Missed Connections... and being "that guy"

A post from the archive about what happened to me at a Frank Turner gig, and how I failed to act on it.

I’m writing this directly after returning home from seeing Frank Turner at the O2 Academy in Birmingham, so what you read might be misspelled, ranty or unfair. If so, apologies (if you care).

In the shuffle back from back room of the Academy to the exit, I got chatting to a sweet, nerdy girl who complimented me on my singing. She was lovely; small, bespectacled and charming. We joked about Terry Pratchett, and I said “I feel like I should get your number… but I don’t want to spoil it”. And herein lines my point.

I sit on Twitter - and to a much lesser extent the wider Internet - and read story upon story of attractive, nerdy women who are beset by nerds or drunkards who want to impress their personalities - or bodies - upon women. Now, I’m probably going to end up being a patronising White Knight figure in this post, so if that’s the case, I guess I’m guilty as charged, but I wonder if on this occasion I fell victim to that.

But the word “victim” is a massively powerful word, charged with imagery I have no right to. And I should make it clear that I’m not saying I’m a male victim of female oppression or any kind of bullshit like that. I’m saying that, if I am a victim, it’s of douchebag men who give a bad name to the people who find it difficult to talk to those they might want to further a relationship with. (It doesn’t matter what that relationship is; it could be friendship, a business partnership, or something more.)

The fact is though, that I bailed on what could have been a fun night, should this person have been up for it. That however assumes that this person is up for the same kinds of things that I am, meaning something more than a little 90-second chat. (And when I say “something more”, I’m basically talking about the exchange of details, rather than anything bodily. Ugh. I told you I was drunk. I did say that, right?)

Anyway, I don’t really know if this post has a point, just that there are things in my head that I think it’s important to say. I wanted to be able to charm this person and say “hey, d’you fancy getting a coffee”, but the simple fact is that people - regardless of sex - sometimes just want to come out for a night, and don’t want to be hit upon. They might want a friendly chat, and it just might be the case that the person they’re chatting with is of the opposite sex, or is otherwise compatible. And for me to assume that this person is flirting is my bad. Isn’t it?
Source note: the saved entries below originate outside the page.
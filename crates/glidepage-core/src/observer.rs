//! Edge-triggered viewport intersection observation
//!
//! Mirrors how an intersection observer behaves: a root rectangle (the
//! viewport shrunk by margins) is intersected with each target's client
//! rectangle, and a record is produced only when the target's state changes.

use crate::geometry::{Rect, Viewport};

/// Root rectangle definition relative to the viewport
#[derive(Debug, Clone, Copy, PartialEq)]
pub struct RootMargin {
    /// Pixels removed from the top of the viewport
    pub top_px: f64,
    /// Pixels removed from the bottom of the viewport
    pub bottom_px: f64,
    /// Fraction of the viewport height removed from the bottom
    pub bottom_fraction: f64,
}

impl RootMargin {
    /// Symmetric inset, as in a `-100px` margin
    pub fn uniform(px: f64) -> Self {
        Self {
            top_px: px,
            bottom_px: px,
            bottom_fraction: 0.0,
        }
    }

    /// Thin strip from `top_px` down to `fraction` of the viewport height
    pub fn band(top_px: f64, fraction: f64) -> Self {
        Self {
            top_px,
            bottom_px: 0.0,
            bottom_fraction: 1.0 - fraction.clamp(0.0, 1.0),
        }
    }

    pub fn root(&self, viewport: &Viewport) -> Rect {
        let bottom = self.bottom_px + viewport.height * self.bottom_fraction;
        viewport.rect().inset_vertical(self.top_px, bottom)
    }
}

impl Default for RootMargin {
    fn default() -> Self {
        Self::uniform(0.0)
    }
}

/// Result of intersecting one target with the root
#[derive(Debug, Clone, Copy, PartialEq)]
pub struct Intersection {
    pub is_intersecting: bool,
    /// Visible share of the target, in [0, 1]
    pub ratio: f64,
    pub bounding_top: f64,
}

pub fn intersect(target: &Rect, root: &Rect) -> Intersection {
    let overlap = target.vertical_overlap(root);
    let ratio = if target.height > 0.0 {
        (overlap / target.height).clamp(0.0, 1.0)
    } else {
        0.0
    };
    Intersection {
        is_intersecting: overlap > 0.0,
        ratio,
        bounding_top: target.top,
    }
}

/// Last reported state for one target
#[derive(Debug, Clone, Copy, PartialEq, Default)]
pub struct ObservedState {
    pub is_intersecting: bool,
    pub ratio: f64,
    /// Whether a record was ever produced for this target
    pub primed: bool,
}

impl ObservedState {
    /// Record `next` and report whether it differs from the previous state
    ///
    /// The first observation always reports, like an observer's initial
    /// callback.
    pub fn update(&mut self, next: &Intersection) -> bool {
        let changed = !self.primed
            || self.is_intersecting != next.is_intersecting
            || (self.ratio - next.ratio).abs() > f64::EPSILON;
        self.is_intersecting = next.is_intersecting;
        self.ratio = next.ratio;
        self.primed = true;
        changed
    }
}

/// Boolean in-view detection for a single element with a threshold
#[derive(Debug, Clone)]
pub struct ViewObserver {
    margin: RootMargin,
    threshold: f64,
    in_view: Option<bool>,
}

impl ViewObserver {
    pub fn new(margin: RootMargin, threshold: f64) -> Self {
        Self {
            margin,
            threshold: threshold.clamp(0.0, 1.0),
            in_view: None,
        }
    }

    pub fn in_view(&self) -> bool {
        self.in_view.unwrap_or(false)
    }

    /// Observe the target; returns the new in-view value when it flipped
    pub fn observe(&mut self, target: &Rect, viewport: &Viewport) -> Option<bool> {
        let hit = intersect(target, &self.margin.root(viewport));
        let now_in_view = if self.threshold > 0.0 {
            hit.is_intersecting && hit.ratio + f64::EPSILON >= self.threshold
        } else {
            hit.is_intersecting
        };
        match self.in_view {
            Some(prev) if prev == now_in_view => None,
            // Nothing to report for a target that starts out of view
            None if !now_in_view => {
                self.in_view = Some(false);
                None
            }
            _ => {
                self.in_view = Some(now_in_view);
                Some(now_in_view)
            }
        }
    }

    /// Forget the last state (target remounted)
    pub fn reset(&mut self) {
        self.in_view = None;
    }
}

#[cfg(test)]
mod tests {
    use super::*;

    #[test]
    fn test_band_root() {
        let viewport = Viewport::new(1000.0, 800.0);
        let root = RootMargin::band(1.0, 0.01).root(&viewport);
        assert!((root.top - 1.0).abs() < 1e-9);
        assert!((root.bottom() - 8.0).abs() < 1e-9);
    }

    #[test]
    fn test_intersect_ratio() {
        let root = Rect::new(0.0, 0.0, 100.0, 100.0);
        let target = Rect::new(50.0, 0.0, 100.0, 200.0);
        let hit = intersect(&target, &root);
        assert!(hit.is_intersecting);
        assert!((hit.ratio - 0.25).abs() < 1e-9);
    }

    #[test]
    fn test_observed_state_edges() {
        let mut state = ObservedState::default();
        let out = Intersection {
            is_intersecting: false,
            ratio: 0.0,
            bounding_top: 900.0,
        };
        assert!(state.update(&out));
        assert!(!state.update(&out));
        let hit = Intersection {
            is_intersecting: true,
            ratio: 0.1,
            bounding_top: 5.0,
        };
        assert!(state.update(&hit));
    }

    #[test]
    fn test_view_observer_threshold() {
        let viewport = Viewport::new(1000.0, 800.0);
        let mut observer = ViewObserver::new(RootMargin::default(), 0.3);

        // 20% visible
        let target = Rect::new(640.0, 0.0, 1000.0, 800.0);
        assert_eq!(observer.observe(&target, &viewport), None);
        assert!(!observer.in_view());

        // 40% visible
        let target = Rect::new(480.0, 0.0, 1000.0, 800.0);
        assert_eq!(observer.observe(&target, &viewport), Some(true));
        assert_eq!(observer.observe(&target, &viewport), None);

        let target = Rect::new(900.0, 0.0, 1000.0, 800.0);
        assert_eq!(observer.observe(&target, &viewport), Some(false));
    }

    #[test]
    fn test_view_observer_margin() {
        let viewport = Viewport::new(1000.0, 800.0);
        let mut observer = ViewObserver::new(RootMargin::uniform(100.0), 0.0);
        // top edge 50px into the viewport bottom, inside the margin
        let target = Rect::new(750.0, 0.0, 1000.0, 300.0);
        assert_eq!(observer.observe(&target, &viewport), None);
        let target = Rect::new(650.0, 0.0, 1000.0, 300.0);
        assert_eq!(observer.observe(&target, &viewport), Some(true));
    }
}
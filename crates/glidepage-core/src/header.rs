//! Persistent header state derived from the active section

use serde::Serialize;

use crate::sections::SectionId;

/// Header appearance over the section beneath it
#[derive(Debug, Clone, Copy, PartialEq, Eq, Serialize)]
#[serde(rename_all = "snake_case")]
pub enum HeaderVariant {
    /// Floating over the hero image
    Transparent,
    Light,
    Dark,
}

#[derive(Debug, Clone, Copy, PartialEq, Eq, Serialize)]
pub struct HeaderState {
    pub section: SectionId,
    pub label: &'static str,
    pub variant: HeaderVariant,
}

impl HeaderState {
    pub fn for_section(section: SectionId) -> Self {
        let variant = match section {
            SectionId::Hero => HeaderVariant::Transparent,
            SectionId::Spark | SectionId::Footer => HeaderVariant::Dark,
            SectionId::Main | SectionId::Building => HeaderVariant::Light,
        };
        Self {
            section,
            label: section.label(),
            variant,
        }
    }
}

impl Default for HeaderState {
    fn default() -> Self {
        Self::for_section(SectionId::default())
    }
}

#[cfg(test)]
mod tests {
    use super::*;

    #[test]
    fn test_default_header_is_hero() {
        let header = HeaderState::default();
        assert_eq!(header.section, SectionId::Hero);
        assert_eq!(header.variant, HeaderVariant::Transparent);
    }

    #[test]
    fn test_variant_follows_section() {
        assert_eq!(HeaderState::for_section(SectionId::Spark).variant, HeaderVariant::Dark);
        assert_eq!(HeaderState::for_section(SectionId::Main).variant, HeaderVariant::Light);
    }
}
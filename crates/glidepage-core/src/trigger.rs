//! Pin/trigger subsystem
//!
//! Triggers map a scroll range, derived from an element's layout box and the
//! scroller's viewport, to a progress value. Pinned triggers hold their
//! element still across the range. All scroll reads and writes go through a
//! [`NativeScrollLike`] scroller.

use serde::Serialize;
use tracing::debug;

use crate::geometry::{ElementRef, WeakElementRef};
use crate::proxy::{NativeScrollLike, PinStrategy};
use crate::scroll::map_range;

/// Interface the page drives; [`TriggerSet`] is the built-in implementation
pub trait PinTriggerSubsystem {
    fn set_pin_strategy(&mut self, strategy: PinStrategy);

    /// Recompute progress from the scroller's current position
    fn update(&mut self, scroller: &dyn NativeScrollLike);

    /// Re-measure every trigger from current geometry
    fn refresh(&mut self, scroller: &dyn NativeScrollLike);

    fn kill_all(&mut self);
}

/// Point where an element edge meets a viewport edge
///
/// Both values are fractions: 0 is the top, 1 the bottom. `Anchor::new(0.0,
/// 1.0)` fires when the element's top reaches the viewport's bottom.
#[derive(Debug, Clone, Copy, PartialEq, Serialize)]
pub struct Anchor {
    pub element: f64,
    pub viewport: f64,
}

impl Anchor {
    pub const TOP_TOP: Anchor = Anchor::new(0.0, 0.0);
    pub const TOP_BOTTOM: Anchor = Anchor::new(0.0, 1.0);
    pub const BOTTOM_TOP: Anchor = Anchor::new(1.0, 0.0);
    pub const BOTTOM_BOTTOM: Anchor = Anchor::new(1.0, 1.0);

    pub const fn new(element: f64, viewport: f64) -> Self {
        Self { element, viewport }
    }

    fn resolve(&self, top: f64, height: f64, viewport_height: f64) -> f64 {
        top + self.element * height - self.viewport * viewport_height
    }
}

#[derive(Debug, Clone, Copy, PartialEq, Serialize)]
pub struct TriggerSpec {
    pub start: Anchor,
    pub end: Anchor,
    pub pin: bool,
}

impl TriggerSpec {
    /// Whole pass of the element through the viewport
    pub fn pass_through() -> Self {
        Self {
            start: Anchor::TOP_BOTTOM,
            end: Anchor::BOTTOM_TOP,
            pin: false,
        }
    }

    /// Pin from top-at-top for the element's height minus one viewport
    pub fn pinned() -> Self {
        Self {
            start: Anchor::TOP_TOP,
            end: Anchor::BOTTOM_BOTTOM,
            pin: true,
        }
    }
}

#[derive(Debug, Clone, Copy, PartialEq, Eq, Hash, PartialOrd, Ord, Serialize)]
pub struct TriggerId(u64);

#[derive(Debug)]
struct Trigger {
    id: TriggerId,
    element: WeakElementRef,
    spec: TriggerSpec,
    start: f64,
    end: f64,
    progress: f64,
    active: bool,
}

impl Trigger {
    fn measure(&mut self, viewport_height: f64) -> bool {
        let Some(element) = self.element.upgrade() else {
            return false;
        };
        let mut el = element.borrow_mut();
        el.translate_y = 0.0;
        self.start = self.spec.start.resolve(el.top, el.height, viewport_height);
        self.end = self
            .spec
            .end
            .resolve(el.top, el.height, viewport_height)
            .max(self.start);
        true
    }
}

#[derive(Debug, Default)]
pub struct TriggerSet {
    strategy: PinStrategy,
    triggers: Vec<Trigger>,
    next_id: u64,
    refreshes: u64,
}

impl TriggerSet {
    pub fn new() -> Self {
        Self::default()
    }

    pub fn pin_strategy(&self) -> PinStrategy {
        self.strategy
    }

    /// Add a trigger; edges are measured on the next refresh
    pub fn add(&mut self, element: &ElementRef, spec: TriggerSpec) -> TriggerId {
        let id = TriggerId(self.next_id);
        self.next_id += 1;
        self.triggers.push(Trigger {
            id,
            element: std::rc::Rc::downgrade(element),
            spec,
            start: 0.0,
            end: 0.0,
            progress: 0.0,
            active: false,
        });
        id
    }

    pub fn remove(&mut self, id: TriggerId) -> bool {
        let Some(index) = self.triggers.iter().position(|t| t.id == id) else {
            return false;
        };
        let trigger = self.triggers.remove(index);
        if let Some(element) = trigger.element.upgrade() {
            element.borrow_mut().translate_y = 0.0;
        }
        true
    }

    pub fn progress(&self, id: TriggerId) -> Option<f64> {
        self.triggers.iter().find(|t| t.id == id).map(|t| t.progress)
    }

    pub fn is_active(&self, id: TriggerId) -> bool {
        self.triggers.iter().any(|t| t.id == id && t.active)
    }

    /// Measured scroll range of a trigger
    pub fn range(&self, id: TriggerId) -> Option<(f64, f64)> {
        self.triggers
            .iter()
            .find(|t| t.id == id)
            .map(|t| (t.start, t.end))
    }

    pub fn len(&self) -> usize {
        self.triggers.len()
    }

    pub fn is_empty(&self) -> bool {
        self.triggers.is_empty()
    }

    /// Completed refresh passes
    pub fn refreshes(&self) -> u64 {
        self.refreshes
    }
}

impl PinTriggerSubsystem for TriggerSet {
    fn set_pin_strategy(&mut self, strategy: PinStrategy) {
        self.strategy = strategy;
    }

    fn update(&mut self, scroller: &dyn NativeScrollLike) {
        let position = scroller.read_position();
        let transform = self.strategy == PinStrategy::Transform;

        for trigger in &mut self.triggers {
            trigger.progress = map_range(position, (trigger.start, trigger.end), (0.0, 1.0));
            let active = position >= trigger.start && position <= trigger.end;
            if active != trigger.active {
                debug!(trigger = trigger.id.0, active, "Trigger toggled");
                trigger.active = active;
            }
            if trigger.spec.pin && transform {
                if let Some(element) = trigger.element.upgrade() {
                    element.borrow_mut().translate_y =
                        (position - trigger.start).clamp(0.0, trigger.end - trigger.start);
                }
            }
        }
    }

    fn refresh(&mut self, scroller: &dyn NativeScrollLike) {
        let viewport_height = scroller.bounding_box().height;

        let before = self.triggers.len();
        self.triggers.retain_mut(|t| t.measure(viewport_height));
        if self.triggers.len() != before {
            debug!(dropped = before - self.triggers.len(), "Dropped triggers with no element");
        }

        // Transform pins never move the document; nothing to restore
        let position = scroller.read_position();
        self.update(scroller);
        self.refreshes += 1;
        debug!(triggers = self.triggers.len(), position, "Triggers refreshed");
    }

    fn kill_all(&mut self) {
        for trigger in self.triggers.drain(..) {
            if let Some(element) = trigger.element.upgrade() {
                element.borrow_mut().translate_y = 0.0;
            }
        }
    }
}

#[cfg(test)]
mod tests {
    use super::*;
    use crate::geometry::{element, Rect};
    use std::cell::Cell;

    /// Scroller with a plain position and a write counter
    struct FakeScroller {
        position: Cell<f64>,
        writes: Cell<u32>,
        height: f64,
    }

    impl FakeScroller {
        fn at(position: f64) -> Self {
            Self {
                position: Cell::new(position),
                writes: Cell::new(0),
                height: 800.0,
            }
        }
    }

    impl NativeScrollLike for FakeScroller {
        fn read_position(&self) -> f64 {
            self.position.get()
        }

        fn write_position(&self, value: f64) {
            self.writes.set(self.writes.get() + 1);
            self.position.set(value);
        }

        fn bounding_box(&self) -> Rect {
            Rect::new(0.0, 0.0, 1280.0, self.height)
        }

        fn pin_strategy(&self) -> PinStrategy {
            PinStrategy::Transform
        }
    }

    #[test]
    fn test_refresh_measures_edges_without_scrolling() {
        let main = element(800.0, 1600.0);
        let mut set = TriggerSet::new();
        let id = set.add(&main, TriggerSpec::pass_through());

        let scroller = FakeScroller::at(800.0);
        set.refresh(&scroller);

        assert_eq!(set.range(id), Some((0.0, 2400.0)));
        assert_eq!(scroller.writes.get(), 0);
        assert_eq!(scroller.read_position(), 800.0);
        assert!((set.progress(id).unwrap() - 1.0 / 3.0).abs() < 1e-9);
        assert!(set.is_active(id));
        assert_eq!(set.refreshes(), 1);
    }

    #[test]
    fn test_transform_pin_holds_element() {
        let spark = element(1000.0, 2400.0);
        let mut set = TriggerSet::new();
        set.set_pin_strategy(PinStrategy::Transform);
        let id = set.add(&spark, TriggerSpec::pinned());

        let scroller = FakeScroller::at(0.0);
        set.refresh(&scroller);
        assert_eq!(set.range(id), Some((1000.0, 2600.0)));

        scroller.position.set(1500.0);
        set.update(&scroller);
        assert_eq!(spark.borrow().translate_y, 500.0);

        // past the end the element scrolls away with the document
        scroller.position.set(4000.0);
        set.update(&scroller);
        assert_eq!(spark.borrow().translate_y, 1600.0);
        assert_eq!(set.progress(id), Some(1.0));
        assert!(!set.is_active(id));
    }

    #[test]
    fn test_fixed_strategy_leaves_translate_alone() {
        let spark = element(0.0, 2000.0);
        let mut set = TriggerSet::new();
        set.add(&spark, TriggerSpec::pinned());
        let scroller = FakeScroller::at(300.0);
        set.refresh(&scroller);
        assert_eq!(spark.borrow().translate_y, 0.0);
    }

    #[test]
    fn test_refresh_drops_dead_elements() {
        let mut set = TriggerSet::new();
        {
            let gone = element(0.0, 100.0);
            set.add(&gone, TriggerSpec::pass_through());
        }
        let kept = element(0.0, 100.0);
        set.add(&kept, TriggerSpec::pass_through());
        set.refresh(&FakeScroller::at(0.0));
        assert_eq!(set.len(), 1);
    }

    #[test]
    fn test_kill_all_resets_pins() {
        let spark = element(0.0, 2000.0);
        let mut set = TriggerSet::new();
        set.set_pin_strategy(PinStrategy::Transform);
        set.add(&spark, TriggerSpec::pinned());
        set.refresh(&FakeScroller::at(400.0));
        assert_eq!(spark.borrow().translate_y, 400.0);

        set.kill_all();
        assert!(set.is_empty());
        assert_eq!(spark.borrow().translate_y, 0.0);
    }
}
It probably doesn’t help that I’ve recently come off an attempt to ask someone out who, it turns out, was not single. So my radar isn’t working particularly well anyway, but even if it were, a mixture of my lack of self-confidence and the more enlightened, fairer world that I’m proud to be standing at the very beginning of, has conspired to make me inert, unable to make a sensible, classy move forwards.

And I guess that’s the rub. It’s no-one else’s fault. It’s not society, or other men, but maybe my own for being in my head - or on Twitter - far too much. I’ll let you be the judge.

And, if by any chance you were the bespectacled Pratchett fan who approached me as we left, and struck up a conversation, I’m sorry if I bailed early, but I’m also sorry if you read this and thought “jeez, I just wanted to have a nice chat with a guy, and NOTHING MORE”.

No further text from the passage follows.